### Problem statement:
An exact copy of the entries below is the expected answer.

### Dataset entries:
+ + + + +

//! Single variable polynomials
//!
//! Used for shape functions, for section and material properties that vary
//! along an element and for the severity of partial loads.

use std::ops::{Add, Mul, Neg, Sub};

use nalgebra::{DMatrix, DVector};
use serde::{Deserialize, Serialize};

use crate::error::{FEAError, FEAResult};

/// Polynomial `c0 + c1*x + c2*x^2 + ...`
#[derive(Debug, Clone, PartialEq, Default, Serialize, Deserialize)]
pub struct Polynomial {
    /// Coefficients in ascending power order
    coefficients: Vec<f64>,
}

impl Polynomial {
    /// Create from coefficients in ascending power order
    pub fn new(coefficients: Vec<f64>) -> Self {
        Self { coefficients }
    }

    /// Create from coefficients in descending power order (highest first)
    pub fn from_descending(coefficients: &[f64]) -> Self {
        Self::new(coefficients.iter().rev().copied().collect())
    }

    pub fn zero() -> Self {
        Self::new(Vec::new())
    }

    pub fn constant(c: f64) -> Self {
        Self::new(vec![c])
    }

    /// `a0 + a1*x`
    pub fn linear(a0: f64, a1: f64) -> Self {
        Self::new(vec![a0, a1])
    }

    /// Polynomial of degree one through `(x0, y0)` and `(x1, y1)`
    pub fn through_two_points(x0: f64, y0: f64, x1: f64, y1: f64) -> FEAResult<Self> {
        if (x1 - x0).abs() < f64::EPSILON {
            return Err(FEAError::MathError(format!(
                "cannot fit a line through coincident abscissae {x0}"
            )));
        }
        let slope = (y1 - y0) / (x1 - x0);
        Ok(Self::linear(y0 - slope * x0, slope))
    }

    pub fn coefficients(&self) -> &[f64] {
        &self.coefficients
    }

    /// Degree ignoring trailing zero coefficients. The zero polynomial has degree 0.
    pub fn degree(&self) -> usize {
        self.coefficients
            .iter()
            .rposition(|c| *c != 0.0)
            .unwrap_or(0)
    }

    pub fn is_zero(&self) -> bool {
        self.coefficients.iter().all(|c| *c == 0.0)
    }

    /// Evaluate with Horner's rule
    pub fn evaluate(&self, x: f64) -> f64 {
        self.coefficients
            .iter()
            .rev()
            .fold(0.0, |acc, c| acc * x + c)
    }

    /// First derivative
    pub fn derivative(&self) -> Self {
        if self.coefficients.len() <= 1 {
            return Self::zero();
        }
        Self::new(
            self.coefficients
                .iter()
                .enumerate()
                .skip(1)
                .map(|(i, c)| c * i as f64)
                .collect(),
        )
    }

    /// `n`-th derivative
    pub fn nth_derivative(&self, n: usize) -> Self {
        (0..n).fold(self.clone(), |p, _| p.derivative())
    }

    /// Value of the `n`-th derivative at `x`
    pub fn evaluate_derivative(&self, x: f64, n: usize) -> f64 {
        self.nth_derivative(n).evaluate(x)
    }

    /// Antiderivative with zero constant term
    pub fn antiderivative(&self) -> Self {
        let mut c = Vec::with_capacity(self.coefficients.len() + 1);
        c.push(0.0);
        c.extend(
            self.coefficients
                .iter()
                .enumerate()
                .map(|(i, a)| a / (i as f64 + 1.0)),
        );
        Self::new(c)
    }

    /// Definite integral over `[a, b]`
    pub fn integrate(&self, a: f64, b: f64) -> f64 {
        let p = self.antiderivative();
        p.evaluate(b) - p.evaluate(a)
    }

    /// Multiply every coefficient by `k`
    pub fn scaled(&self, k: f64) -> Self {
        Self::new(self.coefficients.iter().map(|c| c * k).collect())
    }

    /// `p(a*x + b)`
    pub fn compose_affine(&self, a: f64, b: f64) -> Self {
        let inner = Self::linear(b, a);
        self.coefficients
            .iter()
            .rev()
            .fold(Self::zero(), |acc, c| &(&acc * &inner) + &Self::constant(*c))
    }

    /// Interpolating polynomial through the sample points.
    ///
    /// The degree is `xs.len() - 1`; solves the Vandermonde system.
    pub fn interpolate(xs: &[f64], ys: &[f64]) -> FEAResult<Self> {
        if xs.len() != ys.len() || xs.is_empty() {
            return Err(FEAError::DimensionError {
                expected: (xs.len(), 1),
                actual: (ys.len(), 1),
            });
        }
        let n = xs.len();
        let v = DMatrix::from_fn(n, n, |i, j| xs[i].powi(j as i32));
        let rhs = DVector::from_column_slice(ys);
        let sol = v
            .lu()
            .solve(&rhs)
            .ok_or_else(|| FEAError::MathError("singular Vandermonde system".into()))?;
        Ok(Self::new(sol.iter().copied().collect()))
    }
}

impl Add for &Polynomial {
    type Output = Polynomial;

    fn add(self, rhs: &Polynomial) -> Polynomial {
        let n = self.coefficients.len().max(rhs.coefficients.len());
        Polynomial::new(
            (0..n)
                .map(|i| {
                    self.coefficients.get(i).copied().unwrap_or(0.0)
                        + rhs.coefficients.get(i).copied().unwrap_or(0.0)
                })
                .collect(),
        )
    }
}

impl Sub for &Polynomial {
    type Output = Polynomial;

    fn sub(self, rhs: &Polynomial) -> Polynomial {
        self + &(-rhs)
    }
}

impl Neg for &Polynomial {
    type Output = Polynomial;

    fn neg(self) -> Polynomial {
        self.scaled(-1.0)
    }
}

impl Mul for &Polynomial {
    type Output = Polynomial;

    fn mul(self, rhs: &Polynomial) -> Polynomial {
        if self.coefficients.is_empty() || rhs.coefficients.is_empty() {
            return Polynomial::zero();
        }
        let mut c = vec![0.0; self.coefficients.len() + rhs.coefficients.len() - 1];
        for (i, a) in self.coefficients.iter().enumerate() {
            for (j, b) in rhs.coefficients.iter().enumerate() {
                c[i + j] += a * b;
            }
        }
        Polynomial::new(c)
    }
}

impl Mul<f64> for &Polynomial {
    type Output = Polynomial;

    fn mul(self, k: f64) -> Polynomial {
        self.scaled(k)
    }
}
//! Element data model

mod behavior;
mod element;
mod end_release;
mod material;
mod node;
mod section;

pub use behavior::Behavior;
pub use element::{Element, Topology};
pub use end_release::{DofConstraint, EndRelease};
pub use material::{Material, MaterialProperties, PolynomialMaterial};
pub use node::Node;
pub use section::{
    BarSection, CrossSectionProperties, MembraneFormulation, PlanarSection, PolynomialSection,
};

+ + + + +

### Solved problem:
//! Single variable polynomials
//!
//! Used for shape functions, for section and material properties that vary
//! along an element and for the severity of partial loads.

use std::ops::{Add, Mul, Neg, Sub};

use nalgebra::{DMatrix, DVector};
use serde::{Deserialize, Serialize};

use crate::error::{FEAError, FEAResult};

/// Polynomial `c0 + c1*x + c2*x^2 + ...`
#[derive(Debug, Clone, PartialEq, Default, Serialize, Deserialize)]
pub struct Polynomial {
    /// Coefficients in ascending power order
    coefficients: Vec<f64>,
}

impl Polynomial {
    /// Create from coefficients in ascending power order
    pub fn new(coefficients: Vec<f64>) -> Self {
        Self { coefficients }
    }

    /// Create from coefficients in descending power order (highest first)
    pub fn from_descending(coefficients: &[f64]) -> Self {
        Self::new(coefficients.iter().rev().copied().collect())
    }

    pub fn zero() -> Self {
        Self::new(Vec::new())
    }

    pub fn constant(c: f64) -> Self {
        Self::new(vec![c])
    }

    /// `a0 + a1*x`
    pub fn linear(a0: f64, a1: f64) -> Self {
        Self::new(vec![a0, a1])
    }

    /// Polynomial of degree one through `(x0, y0)` and `(x1, y1)`
    pub fn through_two_points(x0: f64, y0: f64, x1: f64, y1: f64) -> FEAResult<Self> {
        if (x1 - x0).abs() < f64::EPSILON {
            return Err(FEAError::MathError(format!(
                "cannot fit a line through coincident abscissae {x0}"
            )));
        }
        let slope = (y1 - y0) / (x1 - x0);
        Ok(Self::linear(y0 - slope * x0, slope))
    }

    pub fn coefficients(&self) -> &[f64] {
        &self.coefficients
    }

    /// Degree ignoring trailing zero coefficients. The zero polynomial has degree 0.
    pub fn degree(&self) -> usize {
        self.coefficients
            .iter()
            .rposition(|c| *c != 0.0)
            .unwrap_or(0)
    }

    pub fn is_zero(&self) -> bool {
        self.coefficients.iter().all(|c| *c == 0.0)
    }

    /// Evaluate with Horner's rule
    pub fn evaluate(&self, x: f64) -> f64 {
        self.coefficients
            .iter()
            .rev()
            .fold(0.0, |acc, c| acc * x + c)
    }

    /// First derivative
    pub fn derivative(&self) -> Self {
        if self.coefficients.len() <= 1 {
            return Self::zero();
        }
        Self::new(
            self.coefficients
                .iter()
                .enumerate()
                .skip(1)
                .map(|(i, c)| c * i as f64)
                .collect(),
        )
    }

    /// `n`-th derivative
    pub fn nth_derivative(&self, n: usize) -> Self {
        (0..n).fold(self.clone(), |p, _| p.derivative())
    }

    /// Value of the `n`-th derivative at `x`
    pub fn evaluate_derivative(&self, x: f64, n: usize) -> f64 {
        self.nth_derivative(n).evaluate(x)
    }

    /// Antiderivative with zero constant term
    pub fn antiderivative(&self) -> Self {
        let mut c = Vec::with_capacity(self.coefficients.len() + 1);
        c.push(0.0);
        c.extend(
            self.coefficients
                .iter()
                .enumerate()
                .map(|(i, a)| a / (i as f64 + 1.0)),
        );
        Self::new(c)
    }

    /// Definite integral over `[a, b]`
    pub fn integrate(&self, a: f64, b: f64) -> f64 {
        let p = self.antiderivative();
        p.evaluate(b) - p.evaluate(a)
    }

    /// Multiply every coefficient by `k`
    pub fn scaled(&self, k: f64) -> Self {
        Self::new(self.coefficients.iter().map(|c| c * k).collect())
    }

    /// `p(a*x + b)`
    pub fn compose_affine(&self, a: f64, b: f64) -> Self {
        let inner = Self::linear(b, a);
        self.coefficients
            .iter()
            .rev()
            .fold(Self::zero(), |acc, c| &(&acc * &inner) + &Self::constant(*c))
    }

    /// Interpolating polynomial through the sample points.
    ///
    /// The degree is `xs.len() - 1`; solves the Vandermonde system.
    pub fn interpolate(xs: &[f64], ys: &[f64]) -> FEAResult<Self> {
        if xs.len() != ys.len() || xs.is_empty() {
            return Err(FEAError::DimensionError {
                expected: (xs.len(), 1),
                actual: (ys.len(), 1),
            });
        }
        let n = xs.len();
        let v = DMatrix::from_fn(n, n, |i, j| xs[i].powi(j as i32));
        let rhs = DVector::from_column_slice(ys);
        let sol = v
            .lu()
            .solve(&rhs)
            .ok_or_else(|| FEAError::MathError("singular Vandermonde system".into()))?;
        Ok(Self::new(sol.iter().copied().collect()))
    }
}

impl Add for &Polynomial {
    type Output = Polynomial;

    fn add(self, rhs: &Polynomial) -> Polynomial {
        let n = self.coefficients.len().max(rhs.coefficients.len());
        Polynomial::new(
            (0..n)
                .map(|i| {
                    self.coefficients.get(i).copied().unwrap_or(0.0)
                        + rhs.coefficients.get(i).copied().unwrap_or(0.0)
                })
                .collect(),
        )
    }
}

impl Sub for &Polynomial {
    type Output = Polynomial;

    fn sub(self, rhs: &Polynomial) -> Polynomial {
        self + &(-rhs)
    }
}

impl Neg for &Polynomial {
    type Output = Polynomial;

    fn neg(self) -> Polynomial {
        self.scaled(-1.0)
    }
}

impl Mul for &Polynomial {
    type Output = Polynomial;

    fn mul(self, rhs: &Polynomial) -> Polynomial {
        if self.coefficients.is_empty() || rhs.coefficients.is_empty() {
            return Polynomial::zero();
        }
        let mut c = vec![0.0; self.coefficients.len() + rhs.coefficients.len() - 1];
        for (i, a) in self.coefficients.iter().enumerate() {
            for (j, b) in rhs.coefficients.iter().enumerate() {
                c[i + j] += a * b;
            }
        }
        Polynomial::new(c)
    }
}

impl Mul<f64> for &Polynomial {
    type Output = Polynomial;

    fn mul(self, k: f64) -> Polynomial {
        self.scaled(k)
    }
}
//! Element data model

mod behavior;
mod element;
mod end_release;
mod material;
mod node;
mod section;

pub use behavior::Behavior;
pub use element::{Element, Topology};
pub use end_release::{DofConstraint, EndRelease};
pub use material::{Material, MaterialProperties, PolynomialMaterial};
pub use node::Node;
pub use section::{
    BarSection, CrossSectionProperties, MembraneFormulation, PlanarSection, PolynomialSection,
};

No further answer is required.